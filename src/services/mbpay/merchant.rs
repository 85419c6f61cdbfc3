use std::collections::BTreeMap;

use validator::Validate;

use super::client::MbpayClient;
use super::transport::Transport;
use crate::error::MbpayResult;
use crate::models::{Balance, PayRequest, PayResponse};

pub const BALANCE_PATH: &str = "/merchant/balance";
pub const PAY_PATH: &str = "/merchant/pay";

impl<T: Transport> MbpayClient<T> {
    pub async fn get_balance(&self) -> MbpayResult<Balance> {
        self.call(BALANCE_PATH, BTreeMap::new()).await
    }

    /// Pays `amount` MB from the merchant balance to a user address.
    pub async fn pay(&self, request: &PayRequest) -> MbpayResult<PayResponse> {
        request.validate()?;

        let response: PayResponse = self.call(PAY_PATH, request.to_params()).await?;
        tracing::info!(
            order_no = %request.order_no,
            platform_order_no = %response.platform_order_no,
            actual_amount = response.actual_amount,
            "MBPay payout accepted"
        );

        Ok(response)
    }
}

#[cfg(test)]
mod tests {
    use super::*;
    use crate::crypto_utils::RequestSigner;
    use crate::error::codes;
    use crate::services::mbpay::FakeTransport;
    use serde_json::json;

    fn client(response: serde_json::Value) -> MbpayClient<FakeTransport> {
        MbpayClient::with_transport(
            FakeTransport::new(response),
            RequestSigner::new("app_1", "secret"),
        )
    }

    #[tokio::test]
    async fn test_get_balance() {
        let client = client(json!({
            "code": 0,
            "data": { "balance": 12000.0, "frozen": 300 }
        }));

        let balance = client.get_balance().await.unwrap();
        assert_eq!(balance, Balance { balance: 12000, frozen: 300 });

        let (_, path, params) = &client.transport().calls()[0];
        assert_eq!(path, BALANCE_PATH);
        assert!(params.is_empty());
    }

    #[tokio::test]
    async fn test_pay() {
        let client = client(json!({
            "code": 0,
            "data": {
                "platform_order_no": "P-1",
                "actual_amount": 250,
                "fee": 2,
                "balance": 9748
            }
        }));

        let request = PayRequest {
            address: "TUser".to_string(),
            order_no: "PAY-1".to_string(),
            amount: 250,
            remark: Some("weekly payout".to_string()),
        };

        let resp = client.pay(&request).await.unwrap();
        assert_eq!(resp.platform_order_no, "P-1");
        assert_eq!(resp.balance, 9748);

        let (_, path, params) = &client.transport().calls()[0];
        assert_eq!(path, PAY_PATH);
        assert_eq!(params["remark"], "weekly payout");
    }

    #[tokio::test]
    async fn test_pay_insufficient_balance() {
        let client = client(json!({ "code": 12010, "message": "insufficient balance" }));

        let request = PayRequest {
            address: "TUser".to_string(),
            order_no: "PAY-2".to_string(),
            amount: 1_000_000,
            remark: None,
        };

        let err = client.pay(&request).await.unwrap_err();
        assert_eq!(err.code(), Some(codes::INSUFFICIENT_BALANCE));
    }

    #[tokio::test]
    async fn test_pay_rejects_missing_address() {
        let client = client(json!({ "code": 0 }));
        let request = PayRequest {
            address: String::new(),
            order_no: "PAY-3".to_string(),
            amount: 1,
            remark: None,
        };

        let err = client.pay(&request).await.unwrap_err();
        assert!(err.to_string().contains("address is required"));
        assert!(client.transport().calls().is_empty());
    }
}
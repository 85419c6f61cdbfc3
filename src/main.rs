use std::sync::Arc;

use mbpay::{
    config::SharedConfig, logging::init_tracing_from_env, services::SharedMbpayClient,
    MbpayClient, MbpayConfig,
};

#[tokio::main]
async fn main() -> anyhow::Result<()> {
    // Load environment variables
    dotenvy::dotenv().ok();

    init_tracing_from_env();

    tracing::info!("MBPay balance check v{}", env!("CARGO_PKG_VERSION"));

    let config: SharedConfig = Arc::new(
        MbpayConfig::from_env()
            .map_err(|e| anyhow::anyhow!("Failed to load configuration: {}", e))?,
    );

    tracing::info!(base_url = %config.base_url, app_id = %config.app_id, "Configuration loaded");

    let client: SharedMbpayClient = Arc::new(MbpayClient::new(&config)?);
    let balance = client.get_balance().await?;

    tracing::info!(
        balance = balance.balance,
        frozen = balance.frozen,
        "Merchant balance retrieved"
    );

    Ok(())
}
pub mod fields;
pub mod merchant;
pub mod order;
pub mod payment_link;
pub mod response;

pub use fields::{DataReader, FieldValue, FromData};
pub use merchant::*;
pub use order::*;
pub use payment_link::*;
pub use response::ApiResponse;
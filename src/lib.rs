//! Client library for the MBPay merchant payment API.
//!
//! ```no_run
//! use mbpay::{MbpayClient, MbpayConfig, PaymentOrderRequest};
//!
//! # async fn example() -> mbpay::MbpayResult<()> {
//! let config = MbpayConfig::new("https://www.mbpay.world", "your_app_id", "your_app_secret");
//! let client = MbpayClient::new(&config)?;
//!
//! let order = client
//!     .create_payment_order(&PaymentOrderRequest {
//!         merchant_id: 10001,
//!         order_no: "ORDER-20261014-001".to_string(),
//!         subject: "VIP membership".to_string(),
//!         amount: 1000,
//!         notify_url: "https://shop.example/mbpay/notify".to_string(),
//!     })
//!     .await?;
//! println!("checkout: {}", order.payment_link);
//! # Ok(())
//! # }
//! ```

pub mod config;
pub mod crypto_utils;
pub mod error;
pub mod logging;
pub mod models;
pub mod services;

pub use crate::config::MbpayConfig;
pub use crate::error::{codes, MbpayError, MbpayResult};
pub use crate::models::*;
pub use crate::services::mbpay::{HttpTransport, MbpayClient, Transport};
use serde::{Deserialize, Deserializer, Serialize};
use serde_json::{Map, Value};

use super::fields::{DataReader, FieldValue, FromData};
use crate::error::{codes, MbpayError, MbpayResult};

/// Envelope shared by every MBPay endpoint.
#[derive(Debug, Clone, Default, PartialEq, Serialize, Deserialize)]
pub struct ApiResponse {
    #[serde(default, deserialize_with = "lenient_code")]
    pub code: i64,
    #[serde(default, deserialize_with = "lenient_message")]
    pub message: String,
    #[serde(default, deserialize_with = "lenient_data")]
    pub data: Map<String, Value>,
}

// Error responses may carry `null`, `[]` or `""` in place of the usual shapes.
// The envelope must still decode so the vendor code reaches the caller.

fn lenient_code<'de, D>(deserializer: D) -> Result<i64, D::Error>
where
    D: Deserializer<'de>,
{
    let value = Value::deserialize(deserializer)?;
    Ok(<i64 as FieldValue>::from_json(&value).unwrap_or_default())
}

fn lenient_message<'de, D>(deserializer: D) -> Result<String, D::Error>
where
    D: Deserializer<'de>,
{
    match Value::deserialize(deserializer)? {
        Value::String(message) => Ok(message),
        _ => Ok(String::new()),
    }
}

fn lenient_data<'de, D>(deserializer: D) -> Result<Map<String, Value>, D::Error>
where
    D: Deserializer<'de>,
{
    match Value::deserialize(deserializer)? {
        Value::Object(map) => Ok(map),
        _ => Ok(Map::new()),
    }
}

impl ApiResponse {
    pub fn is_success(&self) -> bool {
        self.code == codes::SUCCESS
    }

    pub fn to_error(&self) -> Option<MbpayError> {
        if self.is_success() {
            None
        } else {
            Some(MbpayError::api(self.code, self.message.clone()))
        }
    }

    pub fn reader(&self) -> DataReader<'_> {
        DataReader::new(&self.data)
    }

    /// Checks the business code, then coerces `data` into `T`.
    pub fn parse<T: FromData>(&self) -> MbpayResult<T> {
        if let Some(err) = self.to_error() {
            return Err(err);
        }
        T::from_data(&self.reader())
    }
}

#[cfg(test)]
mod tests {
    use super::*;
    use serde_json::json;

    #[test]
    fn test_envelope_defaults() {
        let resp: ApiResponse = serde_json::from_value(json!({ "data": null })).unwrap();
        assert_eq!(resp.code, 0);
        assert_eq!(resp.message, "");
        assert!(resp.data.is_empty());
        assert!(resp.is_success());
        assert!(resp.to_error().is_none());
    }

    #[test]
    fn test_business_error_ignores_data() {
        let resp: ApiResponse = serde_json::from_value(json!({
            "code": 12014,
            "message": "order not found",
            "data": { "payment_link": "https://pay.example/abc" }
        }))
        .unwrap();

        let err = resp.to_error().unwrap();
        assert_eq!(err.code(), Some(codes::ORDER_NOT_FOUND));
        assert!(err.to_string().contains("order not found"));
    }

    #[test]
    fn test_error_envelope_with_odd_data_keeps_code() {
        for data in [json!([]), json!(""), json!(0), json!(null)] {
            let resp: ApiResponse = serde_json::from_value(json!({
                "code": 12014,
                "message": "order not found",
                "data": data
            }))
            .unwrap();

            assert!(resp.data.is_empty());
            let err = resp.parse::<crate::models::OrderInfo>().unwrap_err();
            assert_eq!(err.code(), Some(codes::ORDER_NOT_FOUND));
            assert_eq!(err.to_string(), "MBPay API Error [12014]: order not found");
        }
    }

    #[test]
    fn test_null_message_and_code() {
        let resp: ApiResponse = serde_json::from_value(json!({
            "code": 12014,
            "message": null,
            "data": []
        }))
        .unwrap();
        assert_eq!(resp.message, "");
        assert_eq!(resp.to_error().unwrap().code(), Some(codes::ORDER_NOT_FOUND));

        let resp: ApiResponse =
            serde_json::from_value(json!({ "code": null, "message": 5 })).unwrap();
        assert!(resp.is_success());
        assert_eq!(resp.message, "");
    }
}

→ **Required action**
State the number of lines in the data above that include the word "main", leaving out any other words.

→ **Answer space**
3